TRY IT >>
Where the word "finished" shows up in the entries below, please copy the whole line.

DATASET CONTENT >>
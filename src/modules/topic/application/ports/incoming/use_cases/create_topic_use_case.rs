use async_trait::async_trait;

use crate::topic::application::ports::outgoing::TopicResult;

pub const MAX_TITLE_LEN: usize = 100;

//
// ──────────────────────────────────────────────────────────
// Topic Command Validation
// ──────────────────────────────────────────────────────────
//

#[derive(Debug, Clone, PartialEq, thiserror::Error)]
pub enum TopicCommandError {
    #[error("Title cannot be empty")]
    EmptyTitle,

    #[error("Title too long")]
    TitleTooLong,

    #[error("Description cannot be empty")]
    EmptyDescription,
}

/// Trims both fields and checks them in the order a user fills the form:
/// title first, then description.
pub(super) fn validate_topic_fields(
    title: &str,
    description: &str,
) -> Result<(String, String), TopicCommandError> {
    let title = title.trim();
    if title.is_empty() {
        return Err(TopicCommandError::EmptyTitle);
    }
    if title.chars().count() > MAX_TITLE_LEN {
        return Err(TopicCommandError::TitleTooLong);
    }

    let description = description.trim();
    if description.is_empty() {
        return Err(TopicCommandError::EmptyDescription);
    }

    Ok((title.to_string(), description.to_string()))
}

//
// ──────────────────────────────────────────────────────────
// Create Topic Command
// ──────────────────────────────────────────────────────────
//

#[derive(Debug, Clone)]
pub struct CreateTopicCommand {
    author: String,
    title: String,
    description: String,
}

impl CreateTopicCommand {
    pub fn new(
        author: String,
        title: String,
        description: String,
    ) -> Result<Self, TopicCommandError> {
        let (title, description) = validate_topic_fields(&title, &description)?;

        Ok(Self {
            author,
            title,
            description,
        })
    }

    pub fn author(&self) -> &str {
        &self.author
    }

    pub fn title(&self) -> &str {
        &self.title
    }

    pub fn description(&self) -> &str {
        &self.description
    }
}

//
// ──────────────────────────────────────────────────────────
// Use Case Error
// ──────────────────────────────────────────────────────────
//

#[derive(Debug, Clone, thiserror::Error)]
pub enum CreateTopicError {
    #[error("Repository error: {0}")]
    RepositoryError(String),
}

//
// ──────────────────────────────────────────────────────────
// Incoming Port (Use Case)
// ──────────────────────────────────────────────────────────
//

#[async_trait]
pub trait CreateTopicUseCase: Send + Sync {
    async fn execute(&self, command: CreateTopicCommand) -> Result<TopicResult, CreateTopicError>;
}
use sea_orm_migration::prelude::*;

#[async_std::main]
async fn main() {
    cli::run_cli(migration::Migrator).await;
}
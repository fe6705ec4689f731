use crate::config::Config;
use crate::error::ChatError;
use crate::events::Sender;
use async_trait::async_trait;
use futures::stream::{self, BoxStream};
use futures::{Stream, StreamExt};
use serde::{Deserialize, Serialize};
use std::collections::VecDeque;
use std::sync::{Arc, Mutex};
use tokio::time::Duration;
use tracing::{debug, info, warn};

/// One incremental unit of generated text
#[derive(Debug, Clone, PartialEq, Eq)]
pub struct StreamChunk {
    pub text: String,
}

/// Lazy, finite, non-restartable sequence of chunks
pub type ChunkStream = BoxStream<'static, Result<StreamChunk, ChatError>>;

/// An open conversational context with the remote model
#[async_trait]
pub trait ChatSession: Send + Sync {
    /// Send `message` and open a stream over the reply.
    async fn send_message_stream(&self, message: &str) -> Result<ChunkStream, ChatError>;

    /// Model id shown in the header
    fn model(&self) -> &str;
}

/// A turn in the wire format
#[derive(Debug, Clone, PartialEq, Serialize, Deserialize)]
pub struct Content {
    #[serde(default)]
    pub role: String,
    #[serde(default)]
    pub parts: Vec<Part>,
}

impl Content {
    pub fn text(sender: Sender, text: impl Into<String>) -> Self {
        Self {
            role: sender.api_role().to_string(),
            parts: vec![Part {
                text: Some(text.into()),
            }],
        }
    }
}

#[derive(Debug, Clone, PartialEq, Serialize, Deserialize)]
pub struct Part {
    #[serde(skip_serializing_if = "Option::is_none")]
    pub text: Option<String>,
}

#[derive(Debug, Serialize)]
struct SystemInstruction {
    parts: Vec<Part>,
}

#[derive(Debug, Clone, Default, Serialize)]
#[serde(rename_all = "camelCase")]
struct GenerationConfig {
    #[serde(skip_serializing_if = "Option::is_none")]
    temperature: Option<f32>,
    #[serde(skip_serializing_if = "Option::is_none")]
    max_output_tokens: Option<u32>,
}

impl GenerationConfig {
    fn is_empty(&self) -> bool {
        self.temperature.is_none() && self.max_output_tokens.is_none()
    }
}

#[derive(Debug, Serialize)]
#[serde(rename_all = "camelCase")]
struct GenerateContentRequest<'a> {
    contents: &'a [Content],
    #[serde(skip_serializing_if = "Option::is_none")]
    system_instruction: Option<SystemInstruction>,
    #[serde(skip_serializing_if = "Option::is_none")]
    generation_config: Option<GenerationConfig>,
}

#[derive(Debug, Deserialize)]
struct GenerateContentResponse {
    #[serde(default)]
    candidates: Vec<Candidate>,
    error: Option<ApiErrorBody>,
}

#[derive(Debug, Deserialize)]
struct Candidate {
    content: Option<Content>,
}

#[derive(Debug, Deserialize)]
struct ApiErrorBody {
    code: Option<u16>,
    message: Option<String>,
}

impl GenerateContentResponse {
    fn text(&self) -> String {
        self.candidates
            .first()
            .and_then(|candidate| candidate.content.as_ref())
            .map(|content| {
                content
                    .parts
                    .iter()
                    .filter_map(|part| part.text.as_deref())
                    .collect()
            })
            .unwrap_or_default()
    }
}

/// Splits a server-sent-events byte stream into `data:` payloads
#[derive(Debug, Default)]
pub struct SseDecoder {
    buffer: Vec<u8>,
}

impl SseDecoder {
    pub fn new() -> Self {
        Self::default()
    }

    /// Feed bytes and return the payloads of every completed line
    pub fn push(&mut self, bytes: &[u8]) -> Vec<String> {
        self.buffer.extend_from_slice(bytes);

        let mut payloads = Vec::new();
        while let Some(newline_pos) = self.buffer.iter().position(|b| *b == b'\n') {
            let line: Vec<u8> = self.buffer.drain(..=newline_pos).collect();
            if let Some(payload) = data_payload(&line) {
                payloads.push(payload);
            }
        }
        payloads
    }

    /// Flush a trailing line that never got its newline
    pub fn finish(&mut self) -> Option<String> {
        let line = std::mem::take(&mut self.buffer);
        data_payload(&line)
    }
}

fn data_payload(line: &[u8]) -> Option<String> {
    let line = String::from_utf8_lossy(line);
    let payload = line.trim().strip_prefix("data:")?.trim_start();
    if payload.is_empty() {
        None
    } else {
        Some(payload.to_string())
    }
}

/// Parse one SSE payload. `Ok(None)` marks an explicit end sentinel.
fn parse_payload(payload: &str) -> Result<Option<StreamChunk>, ChatError> {
    if payload == "[DONE]" {
        return Ok(None);
    }

    let response: GenerateContentResponse =
        serde_json::from_str(payload).map_err(|e| ChatError::Decode(e.to_string()))?;

    if let Some(error) = response.error {
        return Err(ChatError::Api {
            status: error.code.unwrap_or(0),
            message: error.message.unwrap_or_else(|| "unknown error".to_string()),
        });
    }

    Ok(Some(StreamChunk {
        text: response.text(),
    }))
}

/// Pull a readable message out of an error response body
fn summarize_error_body(body: &str) -> String {
    let trimmed = body.trim();
    if trimmed.is_empty() {
        return "<empty body>".to_string();
    }

    serde_json::from_str::<serde_json::Value>(trimmed)
        .ok()
        .and_then(|value| {
            value
                .pointer("/error/message")
                .or_else(|| value.pointer("/0/error/message"))
                .and_then(|message| message.as_str())
                .map(|message| message.split_whitespace().collect::<Vec<_>>().join(" "))
        })
        .unwrap_or_else(|| trimmed.to_string())
}

struct ChunkStreamState {
    body: Option<BoxStream<'static, Result<Vec<u8>, ChatError>>>,
    decoder: SseDecoder,
    pending: VecDeque<String>,
    history: Arc<Mutex<Vec<Content>>>,
    user_turn: Option<Content>,
    reply: String,
    finished: bool,
}

impl ChunkStreamState {
    /// Record the exchange once the stream has been fully consumed
    fn commit(&mut self) {
        let Some(user_turn) = self.user_turn.take() else {
            return;
        };
        let mut history = self
            .history
            .lock()
            .unwrap_or_else(|poisoned| poisoned.into_inner());
        history.push(user_turn);
        history.push(Content::text(Sender::Ai, std::mem::take(&mut self.reply)));
    }
}

/// Turn a raw SSE body into a chunk stream. The exchange is appended to
/// `history` only when the body is exhausted without error.
pub fn chunk_stream<S>(body: S, history: Arc<Mutex<Vec<Content>>>, user_turn: Content) -> ChunkStream
where
    S: Stream<Item = Result<Vec<u8>, ChatError>> + Send + 'static,
{
    let state = ChunkStreamState {
        body: Some(body.boxed()),
        decoder: SseDecoder::new(),
        pending: VecDeque::new(),
        history,
        user_turn: Some(user_turn),
        reply: String::new(),
        finished: false,
    };

    stream::unfold(state, |mut state| async move {
        loop {
            if state.finished {
                return None;
            }

            if let Some(payload) = state.pending.pop_front() {
                match parse_payload(&payload) {
                    Ok(Some(chunk)) => {
                        state.reply.push_str(&chunk.text);
                        return Some((Ok(chunk), state));
                    }
                    Ok(None) => {
                        state.pending.clear();
                        state.body = None;
                        continue;
                    }
                    Err(e) => {
                        state.finished = true;
                        return Some((Err(e), state));
                    }
                }
            }

            let Some(body) = state.body.as_mut() else {
                state.commit();
                return None;
            };

            match body.next().await {
                Some(Ok(bytes)) => {
                    let payloads = state.decoder.push(&bytes);
                    state.pending.extend(payloads);
                }
                Some(Err(e)) => {
                    state.finished = true;
                    return Some((Err(e), state));
                }
                None => {
                    state.body = None;
                    if let Some(payload) = state.decoder.finish() {
                        state.pending.push_back(payload);
                    }
                }
            }
        }
    })
    .boxed()
}

/// Session against the Gemini `streamGenerateContent` endpoint
#[derive(Clone)]
pub struct GeminiSession {
    client: reqwest::Client,
    base_url: String,
    model: String,
    api_key: String,
    system_instruction: Option<String>,
    generation_config: GenerationConfig,
    history: Arc<Mutex<Vec<Content>>>,
}

impl GeminiSession {
    fn stream_url(&self) -> String {
        format!(
            "{}/models/{}:streamGenerateContent?alt=sse",
            self.base_url.trim_end_matches('/'),
            self.model
        )
    }

    /// Snapshot of the turns recorded so far
    pub fn history(&self) -> Vec<Content> {
        self.history
            .lock()
            .unwrap_or_else(|poisoned| poisoned.into_inner())
            .clone()
    }
}

#[async_trait]
impl ChatSession for GeminiSession {
    async fn send_message_stream(&self, message: &str) -> Result<ChunkStream, ChatError> {
        let user_turn = Content::text(Sender::User, message);
        let mut contents = self.history();
        contents.push(user_turn.clone());

        let request = GenerateContentRequest {
            contents: &contents,
            system_instruction: self.system_instruction.as_ref().map(|text| SystemInstruction {
                parts: vec![Part {
                    text: Some(text.clone()),
                }],
            }),
            generation_config: if self.generation_config.is_empty() {
                None
            } else {
                Some(self.generation_config.clone())
            },
        };

        debug!(model = %self.model, turns = contents.len(), "Opening stream");

        let response = self
            .client
            .post(self.stream_url())
            .header("x-goog-api-key", &self.api_key)
            .header("Content-Type", "application/json")
            .json(&request)
            .send()
            .await?;

        let status = response.status();
        if !status.is_success() {
            let body = response.text().await.unwrap_or_default();
            let message = summarize_error_body(&body);
            warn!(status = status.as_u16(), %message, "Stream request rejected");
            return Err(ChatError::Api {
                status: status.as_u16(),
                message,
            });
        }

        let body = response
            .bytes_stream()
            .map(|chunk| chunk.map(|bytes| bytes.to_vec()).map_err(ChatError::from));

        Ok(chunk_stream(body, Arc::clone(&self.history), user_turn))
    }

    fn model(&self) -> &str {
        &self.model
    }
}

/// Build a session from the configured credential. No network traffic.
pub fn initialize_chat(config: &Config) -> Result<GeminiSession, ChatError> {
    let api_key = config.get_api_key().ok_or_else(|| {
        ChatError::Initialization(format!(
            "no API key in config or ${}",
            config.api_key_env
        ))
    })?;

    let client = reqwest::Client::builder()
        .connect_timeout(Duration::from_secs(config.connect_timeout_secs))
        .build()
        .map_err(|e| ChatError::Initialization(format!("failed to create HTTP client: {e}")))?;

    info!(model = %config.model, "Chat session initialized");

    Ok(GeminiSession {
        client,
        base_url: config.base_url.clone(),
        model: config.model.clone(),
        api_key,
        system_instruction: config.system_instruction.clone(),
        generation_config: GenerationConfig {
            temperature: config.temperature,
            max_output_tokens: config.max_output_tokens,
        },
        history: Arc::new(Mutex::new(Vec::new())),
    })
}
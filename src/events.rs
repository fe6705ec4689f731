use chrono::{DateTime, Local};
use std::fmt;
use uuid::Uuid;

/// Who wrote a message
#[derive(Debug, Clone, Copy, PartialEq, Eq)]
pub enum Sender {
    User,
    Ai,
}

impl Sender {
    pub fn display_name(&self) -> &'static str {
        match self {
            Sender::User => "You",
            Sender::Ai => "Gemini",
        }
    }

    /// Role name used on the wire
    pub fn api_role(&self) -> &'static str {
        match self {
            Sender::User => "user",
            Sender::Ai => "model",
        }
    }
}

/// Opaque, time-ordered message identifier
#[derive(Debug, Clone, Copy, PartialEq, Eq, Hash, PartialOrd, Ord)]
pub struct MessageId(Uuid);

impl MessageId {
    pub fn new() -> Self {
        Self(Uuid::now_v7())
    }
}

impl Default for MessageId {
    fn default() -> Self {
        Self::new()
    }
}

impl fmt::Display for MessageId {
    fn fmt(&self, f: &mut fmt::Formatter<'_>) -> fmt::Result {
        self.0.fmt(f)
    }
}

/// A single transcript entry
#[derive(Debug, Clone, PartialEq)]
pub struct Message {
    pub id: MessageId,
    pub text: String,
    pub sender: Sender,
    pub created_at: DateTime<Local>,
}

impl Message {
    pub fn user(text: impl Into<String>) -> Self {
        Self::new(text.into(), Sender::User)
    }

    /// Empty AI message filled in while a stream runs
    pub fn ai_placeholder() -> Self {
        Self::new(String::new(), Sender::Ai)
    }

    fn new(text: String, sender: Sender) -> Self {
        Self {
            id: MessageId::new(),
            text,
            sender,
            created_at: Local::now(),
        }
    }
}

/// Progress of one send/stream cycle, tagged with the cycle's stream id
#[derive(Debug, Clone, PartialEq)]
pub struct StreamUpdate {
    pub stream_id: u64,
    pub kind: StreamUpdateKind,
}

#[derive(Debug, Clone, PartialEq)]
pub enum StreamUpdateKind {
    /// The request was accepted and the chunk stream is open
    Opened,
    /// Full text accumulated so far
    Chunk { text: String },
    /// Submission or iteration failed; terminal
    Failed { reason: String },
    /// Stream exhausted normally; terminal
    Completed,
}

impl StreamUpdateKind {
    pub fn is_terminal(&self) -> bool {
        matches!(
            self,
            StreamUpdateKind::Failed { .. } | StreamUpdateKind::Completed
        )
    }
}
impl ConversationComposer {
    pub fn new(placeholder: impl Into<String>) -> Self {
        Self {
            content: String::new(),
            cursor: 0,
            placeholder: placeholder.into(),
            enabled: true,
            command_entries: command_entries(),
            filtered_commands: Vec::new(),
            show_command_palette: false,
            selected_command: None,
        }
    }

    /// Handle key input
    pub fn handle_key(&mut self, key: KeyEvent) -> ComposerResult {
        if key.kind != KeyEventKind::Press {
            return ComposerResult::None;
        }

        match key.code {
            KeyCode::Enter => {
                if key.modifiers.contains(KeyModifiers::SHIFT) {
                    self.insert_char('\n');
                } else if self.show_command_palette {
                    self.apply_selected_command();
                } else if self.enabled && !self.content.trim().is_empty() {
                    let content = std::mem::take(&mut self.content);
                    self.cursor = 0;
                    self.close_command_palette();
                    return match parse_slash_command(&content) {
                        Some(command) => ComposerResult::Command(command),
                        None => ComposerResult::Submitted(content),
                    };
                }
            }
            KeyCode::Up if self.show_command_palette => self.move_command_selection(-1),
            KeyCode::Down if self.show_command_palette => self.move_command_selection(1),
            KeyCode::Esc if self.show_command_palette => self.close_command_palette(),
            KeyCode::Tab if self.show_command_palette => {
                self.apply_selected_command();
            }
            KeyCode::Char(c) => {
                self.insert_char(c);
                if self.content.starts_with('/') && !self.content.contains(char::is_whitespace) {
                    if !self.show_command_palette {
                        self.open_command_palette();
                    } else {
                        self.refresh_command_palette();
                    }
                } else {
                    self.close_command_palette();
                }
            }
            KeyCode::Backspace => {
                if self.backspace() {
                    self.sync_command_palette();
                }
            }
            KeyCode::Delete => {
                if self.delete() {
                    self.sync_command_palette();
                }
            }
            KeyCode::Left => {
                self.cursor = self.cursor.saturating_sub(1);
            }
            KeyCode::Right => {
                self.cursor = (self.cursor + 1).min(self.char_len());
            }
            KeyCode::Home => {
                self.cursor = 0;
            }
            KeyCode::End => {
                self.cursor = self.char_len();
            }
            _ => {}
        }

        ComposerResult::None
    }

    fn char_len(&self) -> usize {
        self.content.chars().count()
    }

    fn byte_index(&self, char_index: usize) -> usize {
        self.content
            .char_indices()
            .nth(char_index)
            .map(|(index, _)| index)
            .unwrap_or(self.content.len())
    }

    /// Insert a character at the cursor position
    fn insert_char(&mut self, c: char) {
        let index = self.byte_index(self.cursor);
        self.content.insert(index, c);
        self.cursor += 1;
    }

    /// Delete character before cursor
    fn backspace(&mut self) -> bool {
        if self.cursor == 0 {
            return false;
        }
        self.cursor -= 1;
        let index = self.byte_index(self.cursor);
        self.content.remove(index);
        true
    }

    /// Delete character at cursor
    fn delete(&mut self) -> bool {
        if self.cursor >= self.char_len() {
            return false;
        }
        let index = self.byte_index(self.cursor);
        self.content.remove(index);
        true
    }

    fn sync_command_palette(&mut self) {
        if self.show_command_palette {
            if self.content.starts_with('/') {
                self.refresh_command_palette();
            } else {
                self.close_command_palette();
            }
        }
    }

    fn open_command_palette(&mut self) {
        self.show_command_palette = true;
        self.selected_command = Some(0);
        self.refresh_command_palette();
    }

    fn close_command_palette(&mut self) {
        self.show_command_palette = false;
        self.filtered_commands.clear();
        self.selected_command = None;
    }

    fn refresh_command_palette(&mut self) {
        let query = self.content.trim_start_matches('/').to_lowercase();
        self.filtered_commands = self
            .command_entries
            .iter()
            .filter(|entry| query.is_empty() || entry.keyword.starts_with(&query))
            .copied()
            .collect();

        self.selected_command = if self.filtered_commands.is_empty() {
            None
        } else {
            let index = self.selected_command.unwrap_or(0);
            Some(index.min(self.filtered_commands.len() - 1))
        };
    }

    fn move_command_selection(&mut self, delta: isize) {
        if self.filtered_commands.is_empty() {
            self.selected_command = None;
            return;
        }

        let len = self.filtered_commands.len() as isize;
        let current = self.selected_command.unwrap_or(0) as isize;
        self.selected_command = Some((current + delta).rem_euclid(len) as usize);
    }

    fn apply_selected_command(&mut self) {
        let Some(entry) = self
            .selected_command
            .and_then(|index| self.filtered_commands.get(index))
            .copied()
        else {
            self.close_command_palette();
            return;
        };

        self.content = format!("/{}", entry.keyword);
        self.cursor = self.char_len();
        self.close_command_palette();
    }

    /// Disable submission while a response is in flight
    pub fn set_enabled(&mut self, enabled: bool) {
        self.enabled = enabled;
    }

    pub fn is_empty(&self) -> bool {
        self.content.is_empty()
    }

    fn render_content(&self, inner_area: Rect, buf: &mut Buffer) {
        if inner_area.height == 0 || inner_area.width == 0 {
            return;
        }

        if self.content.is_empty() {
            let placeholder_line = Line::from(vec![Span::styled(
                self.placeholder.as_str(),
                Style::default().fg(Color::DarkGray),
            )]);
            buf.set_line(inner_area.x, inner_area.y, &placeholder_line, inner_area.width);
            return;
        }

        let mut content = self.content.clone();
        content.insert(self.byte_index(self.cursor), '▌');

        // Scroll just far enough to keep the cursor's line in the box
        let cursor_line = self.content.chars().take(self.cursor).filter(|c| *c == '\n').count();
        let skip = (cursor_line + 1).saturating_sub(inner_area.height as usize);
        for (i, line_text) in content
            .split('\n')
            .skip(skip)
            .take(inner_area.height as usize)
            .enumerate()
        {
            let line = Line::from(vec![Span::raw(line_text)]);
            buf.set_line(inner_area.x, inner_area.y + i as u16, &line, inner_area.width);
        }
    }

    fn title(&self) -> &'static str {
        if self.enabled {
            "✏️  Message (Enter to send)"
        } else {
            "⏳ Waiting for the reply..."
        }
    }
}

OUTPUT OF THE EXERCISE >>
    finished: bool,
        finished: false,
            if state.finished {
                        state.finished = true;
                    state.finished = true;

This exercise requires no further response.